Arquivo REDERPG: Como transformar números em um personagem (parte III)

Como transformar números em um personagem foi um artigo em três partes de Scott Holden-Jones, que Claudio Pozas conseguiu para a REDERPG a autorização da Fiery Dragon para traduzirmos. Confiram a seguir a primeira parte do artigo (1.195 leituras), traduzido pelo Tzimisce e publicado no antigo portal em 28 de setembro de 2003.


 

Claudio Pozas conseguiu para a REDE RPG a autorização da Fiery Dragon para traduzirmos o artigo em três partes de Scott Holden-Jones, “Como transformar números em um personagem”. Leia agora a terceira parte do artigo, traduzido pelo Tzimisce.

Como transformar números em um personagem III

De Atributos e Antagonistas

Vejamos, seu lich tem Inteligência 29, Sabedoria 14 e Carisma 17, mas você não sabe como tornar isso óbvio para seus jogadores?
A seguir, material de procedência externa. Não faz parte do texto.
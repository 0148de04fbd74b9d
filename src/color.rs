//! Color types and the conversions between them: RGBA, HSV, CIE XYZ, and CIE
//! L*a*b*, plus the indexed-palette map used by dithering and the driver
//! core. All conversions here are total — they never fail.

use std::collections::HashMap;

use serde::{Deserialize, Serialize};
use thiserror::Error;

/// Reserved palette index meaning "not found" / invalid.
pub const INVALID_INDEX: u8 = 255;

/// A palette index into an [`IndexedColorMap`].
pub type IndexedColor = u8;

#[derive(Debug, Error)]
pub enum ColorError {
    #[error("color map cannot hold more than 254 entries, got {0}")]
    TooManyEntries(usize),
}

/// Four 8-bit channels, row-major, A defaulting to opaque.
#[derive(Debug, Clone, Copy, PartialEq, Eq)]
pub struct RgbaColor {
    pub r: u8,
    pub g: u8,
    pub b: u8,
    pub a: u8,
}

impl Default for RgbaColor {
    fn default() -> Self {
        Self { r: 0, g: 0, b: 0, a: 255 }
    }
}

impl RgbaColor {
    pub const fn new(r: u8, g: u8, b: u8, a: u8) -> Self {
        Self { r, g, b, a }
    }

    pub const fn opaque(r: u8, g: u8, b: u8) -> Self {
        Self::new(r, g, b, 255)
    }

    /// `0.299*R + 0.587*G + 0.114*B`, rounded to the nearest `u8`.
    pub fn gray_value(&self) -> u8 {
        let gray = 0.299 * self.r as f32 + 0.587 * self.g as f32 + 0.114 * self.b as f32;
        gray.round().clamp(0.0, 255.0) as u8
    }

    pub fn brightest_channel(&self) -> u8 {
        self.r.max(self.g).max(self.b)
    }

    /// Standard hexagonal HSV model. Saturation and hue are both 0 when the
    /// brightest channel is near zero.
    pub fn to_hsv(&self) -> HsvColor {
        let r = self.r as f32 / 255.0;
        let g = self.g as f32 / 255.0;
        let b = self.b as f32 / 255.0;
        let a = self.a as f32 / 255.0;

        let max = r.max(g).max(b);
        let min = r.min(g).min(b);
        let delta = max - min;

        let v = max;
        let s = if max > 1e-3 { delta / max } else { 0.0 };

        let h = if delta == 0.0 {
            0.0
        } else if max == r {
            (g - b) / delta
        } else if max == g {
            2.0 + (b - r) / delta
        } else {
            4.0 + (r - g) / delta
        };

        let h = ((h * 60.0) + 360.0) % 360.0;

        HsvColor { h, s, v, a }
    }

    /// sRGB -> linear (gamma 2.4, 0.04045 cutoff) -> D65 XYZ.
    pub fn to_xyz(&self) -> XyzColor {
        let decode = |c: u8| -> f64 {
            let c = c as f64 / 255.0;
            (if c > 0.04045 { ((c + 0.055) / 1.055).powf(2.4) } else { c / 12.92 }) * 100.0
        };

        let r = decode(self.r);
        let g = decode(self.g);
        let b = decode(self.b);

        XyzColor {
            x: r * 0.4124564 + g * 0.3575761 + b * 0.1804375,
            y: r * 0.2126729 + g * 0.7151522 + b * 0.0721750,
            z: r * 0.0193339 + g * 0.1191920 + b * 0.9503041,
        }
    }

    /// sRGB -> Lab via [`to_xyz`](Self::to_xyz), D65 white point normalized.
    pub fn to_lab(&self) -> LabColor {
        self.to_xyz().to_lab()
    }

    pub fn from_hex(s: &str) -> Result<Self, ColorDecodeError> {
        let s = s.strip_prefix('#').unwrap_or(s);
        let expand = |c: char| -> Option<String> { Some(format!("{c}{c}")) };

        let hex = match s.len() {
            3 => s.chars().map(expand).collect::<Option<Vec<_>>>().map(|v| v.concat()),
            6 => Some(s.to_string()),
            _ => None,
        }
        .ok_or_else(|| ColorDecodeError::BadLength(s.to_string()))?;

        let byte = |i: usize| -> Result<u8, ColorDecodeError> {
            u8::from_str_radix(&hex[i..i + 2], 16)
                .map_err(|_| ColorDecodeError::BadDigit(s.to_string()))
        };

        Ok(Self::opaque(byte(0)?, byte(2)?, byte(4)?))
    }
}

#[derive(Debug, Error)]
pub enum ColorDecodeError {
    #[error("hex color {0:?} must be 3 or 6 hex digits")]
    BadLength(String),
    #[error("hex color {0:?} contains a non-hex digit")]
    BadDigit(String),
}

/// Hexagonal hue/saturation/value with an alpha carried along for
/// round-tripping through [`RgbaColor`].
#[derive(Debug, Clone, Copy, PartialEq, Default)]
pub struct HsvColor {
    pub h: f32,
    pub s: f32,
    pub v: f32,
    pub a: f32,
}

impl HsvColor {
    pub fn to_rgb(&self) -> RgbaColor {
        let range = (self.h / 60.0).floor() as i32;
        let c = self.v * self.s;
        let x = c * (1.0 - ((self.h / 60.0) % 2.0 - 1.0).abs());
        let m = self.v - c;

        let (r, g, b) = match range.rem_euclid(6) {
            0 => (c + m, x + m, m),
            1 => (x + m, c + m, m),
            2 => (m, c + m, x + m),
            3 => (m, x + m, c + m),
            4 => (x + m, m, c + m),
            _ => (c + m, m, x + m),
        };

        let to_u8 = |v: f32| (v * 255.0).clamp(0.0, 255.0) as u8;
        RgbaColor::new(to_u8(r), to_u8(g), to_u8(b), to_u8(self.a))
    }
}

/// CIE 1931 XYZ, D65-referenced.
#[derive(Debug, Clone, Copy, PartialEq, Default)]
pub struct XyzColor {
    pub x: f64,
    pub y: f64,
    pub z: f64,
}

const D65_WHITE: (f64, f64, f64) = (95.047, 100.0, 108.883);
const LAB_EPSILON: f64 = 0.008856;
const LAB_KAPPA: f64 = 7.787;

impl XyzColor {
    pub fn to_rgb(&self) -> RgbaColor {
        let x = self.x / 100.0;
        let y = self.y / 100.0;
        let z = self.z / 100.0;

        let r = x * 3.2404542 + y * -1.5371385 + z * -0.4985314;
        let g = x * -0.9692660 + y * 1.8760108 + z * 0.0415560;
        let b = x * 0.0556434 + y * -0.2040259 + z * 1.0572252;

        let encode = |c: f64| -> u8 {
            let c = if c > 0.0031308 { 1.055 * c.powf(1.0 / 2.4) - 0.055 } else { 12.92 * c };
            (c * 255.0).clamp(0.0, 255.0) as u8
        };

        RgbaColor::opaque(encode(r), encode(g), encode(b))
    }

    pub fn to_lab(&self) -> LabColor {
        let f = |t: f64| if t > LAB_EPSILON { t.cbrt() } else { LAB_KAPPA * t + 16.0 / 116.0 };

        let x = f(self.x / D65_WHITE.0);
        let y = f(self.y / D65_WHITE.1);
        let z = f(self.z / D65_WHITE.2);

        LabColor {
            l: (116.0 * y - 16.0) as f32,
            a: (500.0 * (x - y)) as f32,
            b: (200.0 * (y - z)) as f32,
        }
    }
}

/// CIE L*a*b*, the working space for nearest-palette lookup and diffusion
/// dither. Supports componentwise arithmetic since diffusion dither needs to
/// add/scale residual error vectors.
#[derive(Debug, Clone, Copy, PartialEq, Default)]
pub struct LabColor {
    pub l: f32,
    pub a: f32,
    pub b: f32,
}

impl LabColor {
    pub fn to_xyz(&self) -> XyzColor {
        let y = (self.l as f64 + 16.0) / 116.0;
        let x = self.a as f64 / 500.0 + y;
        let z = y - self.b as f64 / 200.0;

        let finv = |t: f64| {
            let t3 = t * t * t;
            if t3 > LAB_EPSILON { t3 } else { (t - 16.0 / 116.0) / LAB_KAPPA }
        };

        XyzColor {
            x: finv(x) * D65_WHITE.0,
            y: finv(y) * D65_WHITE.1,
            z: finv(z) * D65_WHITE.2,
        }
    }

    pub fn to_rgb(&self) -> RgbaColor {
        self.to_xyz().to_rgb()
    }

    /// Euclidean ΔE (ΔE 1976).
    pub fn delta_e(&self, other: &LabColor) -> f32 {
        let dl = self.l - other.l;
        let da = self.a - other.a;
        let db = self.b - other.b;
        (dl * dl + da * da + db * db).sqrt()
    }
}

impl std::ops::Add for LabColor {
    type Output = LabColor;
    fn add(self, rhs: LabColor) -> LabColor {
        LabColor { l: self.l + rhs.l, a: self.a + rhs.a, b: self.b + rhs.b }
    }
}

impl std::ops::Sub for LabColor {
    type Output = LabColor;
    fn sub(self, rhs: LabColor) -> LabColor {
        LabColor { l: self.l - rhs.l, a: self.a - rhs.a, b: self.b - rhs.b }
    }
}

impl std::ops::Mul<f32> for LabColor {
    type Output = LabColor;
    fn mul(self, rhs: f32) -> LabColor {
        LabColor { l: self.l * rhs, a: self.a * rhs, b: self.b * rhs }
    }
}

/// A palette symbol. The same symbol may map to different indices (or even
/// collide with another symbol) across different palettes — see
/// [`IndexedColorMap`].
#[derive(Debug, Clone, Copy, PartialEq, Eq, Hash, Serialize, Deserialize)]
pub enum ColorName {
    White,
    Black,
    Red,
    Yellow,
    Green,
    Blue,
    Orange,
}

/// An immutable, triple-indexed palette: index <-> name <-> RGBA/Lab.
/// Constructed once from `(name, index, rgba)` rows; all derived lookup
/// tables are precomputed at construction so dither loops never recompute a
/// Lab conversion per pixel.
#[derive(Debug, Clone)]
pub struct IndexedColorMap {
    index_to_name: HashMap<IndexedColor, ColorName>,
    index_to_rgba: HashMap<IndexedColor, RgbaColor>,
    index_to_lab: HashMap<IndexedColor, LabColor>,
    name_to_index: HashMap<ColorName, IndexedColor>,
}

impl IndexedColorMap {
    /// Fails with [`ColorError::TooManyEntries`] if more than 254 rows are
    /// given. Indices and names need not be globally unique across distinct
    /// rows beyond what the caller wants: BW/red and BW/yellow palettes
    /// intentionally reuse index 2 for both `Red` and `Yellow`.
    pub fn new(rows: Vec<(ColorName, IndexedColor, RgbaColor)>) -> Result<Self, ColorError> {
        if rows.len() > 254 {
            return Err(ColorError::TooManyEntries(rows.len()));
        }

        let mut index_to_name = HashMap::new();
        let mut index_to_rgba = HashMap::new();
        let mut index_to_lab = HashMap::new();
        let mut name_to_index = HashMap::new();

        for (name, index, rgba) in rows {
            index_to_name.insert(index, name);
            index_to_rgba.insert(index, rgba);
            index_to_lab.insert(index, rgba.to_lab());
            name_to_index.insert(name, index);
        }

        Ok(Self { index_to_name, index_to_rgba, index_to_lab, name_to_index })
    }

    pub fn len(&self) -> usize {
        self.index_to_name.len()
    }

    pub fn is_empty(&self) -> bool {
        self.index_to_name.is_empty()
    }

    pub fn name_for(&self, index: IndexedColor) -> Option<ColorName> {
        self.index_to_name.get(&index).copied()
    }

    pub fn to_rgba_color(&self, index: IndexedColor) -> RgbaColor {
        self.index_to_rgba.get(&index).copied().unwrap_or_default()
    }

    pub fn lab_for_index(&self, index: IndexedColor) -> LabColor {
        self.index_to_lab.get(&index).copied().unwrap_or_default()
    }

    pub fn index_for_name(&self, name: ColorName) -> IndexedColor {
        self.name_to_index.get(&name).copied().unwrap_or(INVALID_INDEX)
    }

    pub fn rgba_for_name(&self, name: ColorName) -> RgbaColor {
        self.to_rgba_color(self.index_for_name(name))
    }

    /// The index whose Lab color has minimum ΔE to `lab`. Returns the index
    /// and the residual `lab - palette_color_lab` (used by diffusion dither
    /// to propagate quantization error).
    pub fn to_indexed_color(&self, lab: LabColor) -> (IndexedColor, LabColor) {
        let mut best_index = INVALID_INDEX;
        let mut best_error = LabColor::default();
        let mut best_distance = f32::INFINITY;

        for (&index, &palette_lab) in &self.index_to_lab {
            let distance = lab.delta_e(&palette_lab);
            if distance < best_distance {
                best_distance = distance;
                best_index = index;
                best_error = lab - palette_lab;
            }
        }

        (best_index, best_error)
    }
}

#[cfg(test)]
mod tests {
    use super::*;

    fn assert_close(a: f32, b: f32, eps: f32) {
        assert!((a - b).abs() <= eps, "{a} != {b} (eps {eps})");
    }

    #[test]
    fn hsv_round_trip_within_rounding() {
        for (r, g, b) in [(0u8, 0u8, 0u8), (255, 0, 0), (12, 200, 77), (255, 255, 255)] {
            let c = RgbaColor::opaque(r, g, b);
            let back = c.to_hsv().to_rgb();
            assert!((c.r as i16 - back.r as i16).abs() <= 1);
            assert!((c.g as i16 - back.g as i16).abs() <= 1);
            assert!((c.b as i16 - back.b as i16).abs() <= 1);
        }
    }

    #[test]
    fn hsv_zero_brightness_has_zero_sat_and_hue() {
        let hsv = RgbaColor::opaque(0, 0, 0).to_hsv();
        assert_eq!(hsv.s, 0.0);
        assert_eq!(hsv.h, 0.0);
    }

    #[test]
    fn lab_conversion_is_deterministic() {
        let c = RgbaColor::opaque(123, 45, 200);
        let a = c.to_lab();
        let b = c.to_lab();
        assert_close(a.l, b.l, 1e-3);
        assert_close(a.a, b.a, 1e-3);
        assert_close(a.b, b.b, 1e-3);
    }

    #[test]
    fn delta_e_is_symmetric_and_zero_for_self() {
        let a = RgbaColor::opaque(10, 200, 30).to_lab();
        let b = RgbaColor::opaque(250, 5, 90).to_lab();
        assert_close(a.delta_e(&b), b.delta_e(&a), 1e-4);
        assert_eq!(a.delta_e(&a), 0.0);
        assert!(a.delta_e(&b) >= 0.0);
    }

    #[test]
    fn gray_value_matches_luma_formula_rounded() {
        let c = RgbaColor::opaque(10, 20, 30);
        let expected = (0.299 * 10.0 + 0.587 * 20.0 + 0.114 * 30.0_f32).round() as u8;
        assert_eq!(c.gray_value(), expected);
    }

    #[test]
    fn map_rejects_more_than_254_entries() {
        let rows: Vec<_> = (0..255)
            .map(|i| (ColorName::Black, (i % 255) as u8, RgbaColor::default()))
            .collect();
        assert!(IndexedColorMap::new(rows).is_err());
    }

    #[test]
    fn map_round_trips_every_present_index() {
        let map = IndexedColorMap::new(vec![
            (ColorName::White, 0, RgbaColor::opaque(255, 255, 255)),
            (ColorName::Black, 1, RgbaColor::opaque(0, 0, 0)),
            (ColorName::Red, 2, RgbaColor::opaque(255, 0, 0)),
        ])
        .unwrap();

        for idx in [0u8, 1, 2] {
            let rgba = map.to_rgba_color(idx);
            let (back, _err) = map.to_indexed_color(rgba.to_lab());
            assert_eq!(back, idx);
        }
    }

    #[test]
    fn bw_and_bwy_collide_red_and_yellow_at_index_2() {
        let map = IndexedColorMap::new(vec![
            (ColorName::White, 0, RgbaColor::opaque(255, 255, 255)),
            (ColorName::Black, 1, RgbaColor::opaque(0, 0, 0)),
            (ColorName::Yellow, 2, RgbaColor::opaque(255, 0, 0)),
        ])
        .unwrap();
        assert_eq!(map.index_for_name(ColorName::Yellow), 2);
    }

    #[test]
    fn missing_lookups_return_defaults_not_panics() {
        let map = IndexedColorMap::new(vec![(ColorName::White, 0, RgbaColor::default())]).unwrap();
        assert_eq!(map.name_for(200), None);
        assert_eq!(map.to_rgba_color(200), RgbaColor::default());
        assert_eq!(map.index_for_name(ColorName::Green), INVALID_INDEX);
    }

    #[test]
    fn hex_parses_both_short_and_long_forms() {
        assert_eq!(RgbaColor::from_hex("#fff").unwrap(), RgbaColor::opaque(255, 255, 255));
        assert_eq!(RgbaColor::from_hex("00ff00").unwrap(), RgbaColor::opaque(0, 255, 0));
        assert!(RgbaColor::from_hex("#ff").is_err());
        assert!(RgbaColor::from_hex("#zzzzzz").is_err());
    }
}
Quero dizer, como um cadáver ambulante poderia ter Carisma 17? Cadáveres não são bonitos! E o que exatamente aquela Inteligência 29 faz por ele (ou para qualquer um por falar nisso) no final das contas?

Bem, aqui vai uma dica: se você usa monstros com Inteligência 2 da mesma maneira que usa aqueles com Inteligência 10, então os com 19 e 29 vão acabar parecendo iguais também.

Representar com exatidão a Inteligência de um personagem ou monstro poder ser um dos grandes desafios do RPG, tanto como jogador quanto como mestre. No entanto, existem algumas táticas que você poder usar para simular atributos mentais altos ou baixos e a maneira como eles se relacionam.

Inteligência é sempre tratada como o único e mais determinante atributo para estabelecer o comportamento de criaturas em D&D (junto, claro, com o artificial conceito de “tendência”), sendo que Sabedoria acaba ficando com uma posição secundária. Carisma costuma ser relegado para uma espécie de “passiva” terceira posição; jogadores (e criadores de jogos) acabam pensando nele simplesmente em termos de atração e persuasão – i.e., na maneira como o personagem é percebido por outros – ao invés de usá-lo num papel mais ativo. Assim, personagens espertos aplicam o intelecto em seu benefício, resolvendo problemas e aperfeiçoando perícias e técnicas, enquanto que um personagem carismático colhe os benefícios de um Carisma alto apenas no simples ato passivo de ser apreciado pelas outras pessoas… eles simplesmente são carismáticos.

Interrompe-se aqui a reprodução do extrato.